Gwennap: long-distance relationships

The previous blog raises the question of how many of the children of Cornwall’s mining districts in 1861 lived in households with no male head, their fathers either away working or dead at a young age. Of the 107 Gwennap children in the database who were living with parents or other relatives, over a third, or 38, were in households with no male parent present. Of those, 17 were in households headed by women described as wives, their husbands being alive but somewhere else. Another 21 were headed by widows, four of these being grandmothers.

Most of the lone wives would have been receiving some sort of payment or remittances from their husbands, although this may sometimes have been irregular. None were explicitly described as paupers. Only in one case was it made clear that the woman was receiving ‘income from a relative abroad’. This was Mary Phillips, whose husband John was a copper miner at St Agnes in 1851 but by 1861, when Mary and her nine children were living at Treskerby in Gwennap, John was working abroad. He was back by 1881, when he and Mary were living in Calstock in east Cornwall, John being a mine captain by then if not before.

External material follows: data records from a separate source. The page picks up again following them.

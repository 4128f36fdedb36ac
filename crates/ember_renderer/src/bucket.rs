//! Bucket-based tile rendering.
//!
//! Divides the image into tiles (buckets) that are rendered independently
//! and in parallel using rayon. Each bucket owns a random stream seeded from
//! the render seed and its index, so the output does not depend on thread
//! scheduling.

use std::sync::atomic::{AtomicBool, AtomicUsize, Ordering};
use std::sync::Arc;
use std::time::Instant;

use rand::rngs::StdRng;
use rand::SeedableRng;
use rayon::prelude::*;

use crate::error::ConfigError;
use crate::renderer::{color_to_rgba, render_pixel, ImageBuffer};
use crate::{Camera, Hittable, RenderConfig};

/// A rectangular region of the image to render.
#[derive(Debug, Clone, Copy, PartialEq, Eq)]
pub struct Bucket {
    /// X coordinate of bucket's top-left corner
    pub x: u32,
    /// Y coordinate of bucket's top-left corner
    pub y: u32,
    /// Width of the bucket in pixels
    pub width: u32,
    /// Height of the bucket in pixels
    pub height: u32,
    /// Index of this bucket in the render order
    pub index: usize,
}

impl Bucket {
    /// Create a new bucket.
    pub fn new(x: u32, y: u32, width: u32, height: u32, index: usize) -> Self {
        Self {
            x,
            y,
            width,
            height,
            index,
        }
    }

    /// Get the total number of pixels in this bucket.
    pub fn pixel_count(&self) -> u32 {
        self.width * self.height
    }
}

/// Generate buckets for an image, sorted in spiral order from center.
///
/// Buckets closer to the center come first, so a cancelled render still
/// holds the middle of the frame.
pub fn generate_buckets(width: u32, height: u32, bucket_size: u32) -> Vec<Bucket> {
    let mut buckets = Vec::new();
    if bucket_size == 0 {
        return buckets;
    }

    // Generate grid of buckets
    let mut y = 0;
    while y < height {
        let mut x = 0;
        while x < width {
            let bw = bucket_size.min(width - x);
            let bh = bucket_size.min(height - y);
            buckets.push(Bucket::new(x, y, bw, bh, buckets.len()));
            x += bucket_size;
        }
        y += bucket_size;
    }

    sort_spiral(&mut buckets, width, height);

    // Update indices after sorting
    for (i, bucket) in buckets.iter_mut().enumerate() {
        bucket.index = i;
    }

    buckets
}

/// Sort buckets by distance from image center (spiral order).
fn sort_spiral(buckets: &mut [Bucket], width: u32, height: u32) {
    let center_x = width as f32 / 2.0;
    let center_y = height as f32 / 2.0;

    let distance = |b: &Bucket| {
        let bx = b.x as f32 + b.width as f32 / 2.0;
        let by = b.y as f32 + b.height as f32 / 2.0;
        (bx - center_x).powi(2) + (by - center_y).powi(2)
    };

    buckets.sort_by(|a, b| distance(a).total_cmp(&distance(b)));
}

/// Seed for a bucket's private random stream (SplitMix64 finalizer over the
/// index, mixed into the render seed).
fn bucket_seed(seed: u64, index: usize) -> u64 {
    let mut z = (index as u64).wrapping_add(0x9E37_79B9_7F4A_7C15);
    z = (z ^ (z >> 30)).wrapping_mul(0xBF58_476D_1CE4_E5B9);
    z = (z ^ (z >> 27)).wrapping_mul(0x94D0_49BB_1331_11EB);
    seed ^ (z ^ (z >> 31))
}

/// Render a single bucket to encoded RGBA pixels.
///
/// Returns pixels in row-major order within the bucket.
pub fn render_bucket(
    bucket: &Bucket,
    camera: &Camera,
    world: &dyn Hittable,
    config: &RenderConfig,
) -> Vec<[u8; 4]> {
    let mut rng = StdRng::seed_from_u64(bucket_seed(config.seed, bucket.index));
    let mut pixels = Vec::with_capacity(bucket.pixel_count() as usize);

    for local_y in 0..bucket.height {
        for local_x in 0..bucket.width {
            let global_x = bucket.x + local_x;
            let global_y = bucket.y + local_y;
            let color = render_pixel(camera, world, global_x, global_y, config, &mut rng);
            pixels.push(color_to_rgba(color));
        }
    }

    log::trace!("Bucket {} done ({}x{} at {},{})", bucket.index, bucket.width, bucket.height, bucket.x, bucket.y);

    pixels
}

/// Result of rendering a bucket.
#[derive(Debug, Clone)]
pub struct BucketResult {
    /// The bucket that was rendered
    pub bucket: Bucket,
    /// Encoded pixels in row-major order
    pub pixels: Vec<[u8; 4]>,
}

impl BucketResult {
    /// Create a new bucket result.
    pub fn new(bucket: Bucket, pixels: Vec<[u8; 4]>) -> Self {
        Self { bucket, pixels }
    }

    /// Copy the bucket's pixels into place in the full image.
    pub fn write_into(&self, image: &mut ImageBuffer) {
        let width = self.bucket.width as usize;
        for (i, rgba) in self.pixels.iter().enumerate() {
            let x = self.bucket.x + (i % width) as u32;
            let y = self.bucket.y + (i / width) as u32;
            image.set_rgba(x, y, *rgba);
        }
    }
}

/// Cooperative cancellation flag shared between a render and its caller.
///
/// Checked once before each bucket starts; buckets already in flight finish.
#[derive(Debug, Clone, Default)]
pub struct CancelToken {
    cancelled: Arc<AtomicBool>,
}

impl CancelToken {
    pub fn new() -> Self {
        Self::default()
    }

    /// Request that the render stop as soon as possible.
    pub fn cancel(&self) {
        self.cancelled.store(true, Ordering::Relaxed);
    }

    pub fn is_cancelled(&self) -> bool {
        self.cancelled.load(Ordering::Relaxed)
    }
}

/// Outcome of a parallel render.
#[derive(Debug, Clone)]
pub struct RenderOutput {
    /// The rendered image; buckets skipped after cancellation stay transparent
    pub image: ImageBuffer,
    pub buckets_done: usize,
    pub buckets_total: usize,
    pub cancelled: bool,
}

/// Render the scene across all cores, one bucket per task.
///
/// The camera must be initialized at its current settings. For a fixed
/// `config.seed` the image is identical from run to run.
pub fn render_parallel(
    camera: &Camera,
    world: &dyn Hittable,
    config: &RenderConfig,
    cancel: &CancelToken,
) -> Result<RenderOutput, ConfigError> {
    config.validate()?;
    camera.check_initialized()?;

    let start = Instant::now();
    let buckets = generate_buckets(camera.image_width, camera.image_height, config.bucket_size);
    let buckets_total = buckets.len();
    let completed = AtomicUsize::new(0);

    log::info!(
        "Rendering {}x{} @ {} spp, max depth {}, {} buckets on {} threads",
        camera.image_width,
        camera.image_height,
        config.samples_per_pixel,
        config.max_depth,
        buckets_total,
        rayon::current_num_threads()
    );

    let results: Vec<BucketResult> = buckets
        .par_iter()
        .filter_map(|bucket| {
            if cancel.is_cancelled() {
                return None;
            }
            let pixels = render_bucket(bucket, camera, world, config);
            let done = completed.fetch_add(1, Ordering::Relaxed) + 1;
            log::debug!("Bucket {}/{} complete", done, buckets_total);
            Some(BucketResult::new(*bucket, pixels))
        })
        .collect();

    let mut image = ImageBuffer::new(camera.image_width, camera.image_height);
    for result in &results {
        result.write_into(&mut image);
    }

    let buckets_done = results.len();
    let cancelled = buckets_done < buckets_total;

    if cancelled {
        log::info!(
            "Render cancelled after {}/{} buckets ({:.2?})",
            buckets_done,
            buckets_total,
            start.elapsed()
        );
    } else {
        log::info!("Render finished in {:.2?}", start.elapsed());
    }

    Ok(RenderOutput {
        image,
        buckets_done,
        buckets_total,
        cancelled,
    })
}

One of the nine children was named after her mother – Mary Jane Phillips – and present in our Victorian Lives database.  Mary married William Jones in 1871, the couple setting up home at Redruth Highway. William was a tin miner and in 1881 was still with Mary at Redruth. But by 1891 he had gone overseas in search of work, leaving Mary and their four children at home. No child was born to them between 1880 and 1894 so it’s likely that William had not, like many of his contemporaries, made trips back home.

A fine body of men
Downtown Calumet in the early 1900s

Nonetheless, in 1894 a child was born to William and Mary Jones, but in Calumet, Michigan. William Jones’ death was registered in the same place in 1912 and Mary Jane’s decease also recorded there in 1922. Mary and the children must have travelled across the Atlantic in the early 1890s to join William in Michigan.

While Gwennap and its immediate neighbourhood saw its economic base crumble in these decades its sons and daughters did not just watch passively. They were quick to react, buzzing from the old world to the new and back again like a swarm of disturbed and busy bees, in the main successfully managing long-term relationships over distances of thousands of miles.

2 thoughts on “Gwennap: long-distance relationships

  1. I love every account you send and the images too.

    My work is mostly in Africa and Asia (working on gender relations in agriculture) and I often find parallels in your findings and mine. For instance, here regarding female headship (de facto and de jure) and the implications this has for women’s livelihoods and lives.